- _Material for this exercise_:
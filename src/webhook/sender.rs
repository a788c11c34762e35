use crate::error::{Error, Result};
use crate::models::WebhookPayload;
use async_trait::async_trait;
use reqwest::Client;
use std::time::Duration;
use tracing::debug;

/// One delivery attempt. Retrying is the worker's job.
#[async_trait]
pub trait WebhookSender: Send + Sync {
    /// Network errors and non-2xx answers both come back as `Error::Delivery`.
    async fn send(&self, payload: &WebhookPayload) -> Result<()>;
}

pub struct HttpWebhookSender {
    url: String,
    client: Client,
}

impl HttpWebhookSender {
    pub fn new(url: impl Into<String>, timeout: Duration) -> Result<Self> {
        let client = Client::builder().timeout(timeout).build()?;
        Ok(Self {
            url: url.into(),
            client,
        })
    }

    pub fn url(&self) -> &str {
        &self.url
    }
}

#[async_trait]
impl WebhookSender for HttpWebhookSender {
    async fn send(&self, payload: &WebhookPayload) -> Result<()> {
        // `.json()` sets Content-Type: application/json.
        let response = self
            .client
            .post(&self.url)
            .json(payload)
            .send()
            .await
            .map_err(|e| Error::Delivery(format!("request to {} failed: {}", self.url, e)))?;

        let status = response.status();
        if !status.is_success() {
            return Err(Error::Delivery(format!(
                "{} responded with status {}",
                self.url, status
            )));
        }

        debug!("Webhook delivered for check {}", payload.check_id);
        Ok(())
    }
}

#[cfg(test)]
mod tests {
    use super::*;
    use axum::extract::State;
    use axum::http::{header, HeaderMap, StatusCode};
    use axum::routing::post;
    use axum::{Json, Router};
    use chrono::Utc;
    use serde_json::Value;
    use std::sync::{Arc, Mutex};
    use uuid::Uuid;

    #[derive(Clone)]
    struct Endpoint {
        status: StatusCode,
        delay: Duration,
        received: Arc<Mutex<Vec<(String, Value)>>>,
    }

    async fn hook(
        State(endpoint): State<Endpoint>,
        headers: HeaderMap,
        Json(body): Json<Value>,
    ) -> StatusCode {
        tokio::time::sleep(endpoint.delay).await;
        let content_type = headers
            .get(header::CONTENT_TYPE)
            .and_then(|v| v.to_str().ok())
            .unwrap_or_default()
            .to_string();
        endpoint.received.lock().unwrap().push((content_type, body));
        endpoint.status
    }

    async fn spawn_endpoint(status: StatusCode, delay: Duration) -> (String, Endpoint) {
        let endpoint = Endpoint {
            status,
            delay,
            received: Arc::new(Mutex::new(Vec::new())),
        };
        let app = Router::new()
            .route("/webhook", post(hook))
            .with_state(endpoint.clone());

        let listener = tokio::net::TcpListener::bind("127.0.0.1:0").await.unwrap();
        let addr = listener.local_addr().unwrap();
        tokio::spawn(async move {
            axum::serve(listener, app).await.unwrap();
        });

        (format!("http://{}/webhook", addr), endpoint)
    }

    fn payload() -> WebhookPayload {
        WebhookPayload {
            check_id: Uuid::new_v4(),
            user_id: "user-1".to_string(),
            latitude: 0.0,
            longitude: 0.0,
            is_in_danger_zone: true,
            checked_at: Utc::now(),
            incidents: Vec::new(),
        }
    }

    #[tokio::test]
    async fn test_posts_json_payload() {
        let (url, endpoint) = spawn_endpoint(StatusCode::NO_CONTENT, Duration::ZERO).await;
        let sender = HttpWebhookSender::new(url, Duration::from_secs(5)).unwrap();
        let payload = payload();

        sender.send(&payload).await.unwrap();

        let received = endpoint.received.lock().unwrap();
        assert_eq!(received.len(), 1);
        assert_eq!(received[0].0, "application/json");
        assert_eq!(received[0].1["check_id"], payload.check_id.to_string());
        assert_eq!(received[0].1["user_id"], "user-1");
    }

    #[tokio::test]
    async fn test_non_success_status_is_delivery_failure() {
        let (url, endpoint) =
            spawn_endpoint(StatusCode::INTERNAL_SERVER_ERROR, Duration::ZERO).await;
        let sender = HttpWebhookSender::new(url, Duration::from_secs(5)).unwrap();

        let err = sender.send(&payload()).await.unwrap_err();
        assert!(matches!(err, Error::Delivery(_)), "{err}");
        assert!(err.to_string().contains("500"));
        // Exactly one attempt, no internal retry.
        assert_eq!(endpoint.received.lock().unwrap().len(), 1);
    }

    #[tokio::test]
    async fn test_unreachable_endpoint_is_delivery_failure() {
        let listener = tokio::net::TcpListener::bind("127.0.0.1:0").await.unwrap();
        let addr = listener.local_addr().unwrap();
        drop(listener);

        let sender =
            HttpWebhookSender::new(format!("http://{}/webhook", addr), Duration::from_secs(1))
                .unwrap();
        assert!(matches!(
            sender.send(&payload()).await,
            Err(Error::Delivery(_))
        ));
    }

    #[tokio::test]
    async fn test_slow_endpoint_times_out() {
        let (url, _endpoint) = spawn_endpoint(StatusCode::OK, Duration::from_secs(3)).await;
        let sender = HttpWebhookSender::new(url, Duration::from_millis(200)).unwrap();
        assert!(matches!(
            sender.send(&payload()).await,
            Err(Error::Delivery(_))
        ));
    }
}
use crate::error::Result;
use crate::models::WebhookJob;
use async_trait::async_trait;
use std::time::Duration;

pub mod memory;
pub mod redis;

pub use self::memory::MemoryWebhookQueue;
pub use self::redis::RedisWebhookQueue;

/// At-least-once FIFO of pending webhook deliveries.
///
/// A dequeued job belongs to the caller; nothing puts it back on failure.
#[async_trait]
pub trait WebhookQueue: Send + Sync {
    async fn enqueue(&self, job: &WebhookJob) -> Result<()>;

    /// Waits at most `timeout` for a job, then returns `None`.
    async fn dequeue(&self, timeout: Duration) -> Result<Option<WebhookJob>>;
}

- _What needs to be done_: The answer should be an exact copy of the lines from the first line of the data through the line with "responded with status" and should contain nothing else.

- _Solution below_:
filename src/webhook/sender.rs
repository a788c11c34762e35
use crate::error::{Error, Result};
use crate::models::WebhookPayload;
use async_trait::async_trait;
use reqwest::Client;
use std::time::Duration;
use tracing::debug;

/// One delivery attempt. Retrying is the worker's job.
#[async_trait]
pub trait WebhookSender: Send + Sync {
    /// Network errors and non-2xx answers both come back as `Error::Delivery`.
    async fn send(&self, payload: &WebhookPayload) -> Result<()>;
}

pub struct HttpWebhookSender {
    url: String,
    client: Client,
}

impl HttpWebhookSender {
    pub fn new(url: impl Into<String>, timeout: Duration) -> Result<Self> {
        let client = Client::builder().timeout(timeout).build()?;
        Ok(Self {
            url: url.into(),
            client,
        })
    }

    pub fn url(&self) -> &str {
        &self.url
    }
}

#[async_trait]
impl WebhookSender for HttpWebhookSender {
    async fn send(&self, payload: &WebhookPayload) -> Result<()> {
        // `.json()` sets Content-Type: application/json.
        let response = self
            .client
            .post(&self.url)
            .json(payload)
            .send()
            .await
            .map_err(|e| Error::Delivery(format!("request to {} failed: {}", self.url, e)))?;

        let status = response.status();
        if !status.is_success() {
            return Err(Error::Delivery(format!(
                "{} responded with status {}",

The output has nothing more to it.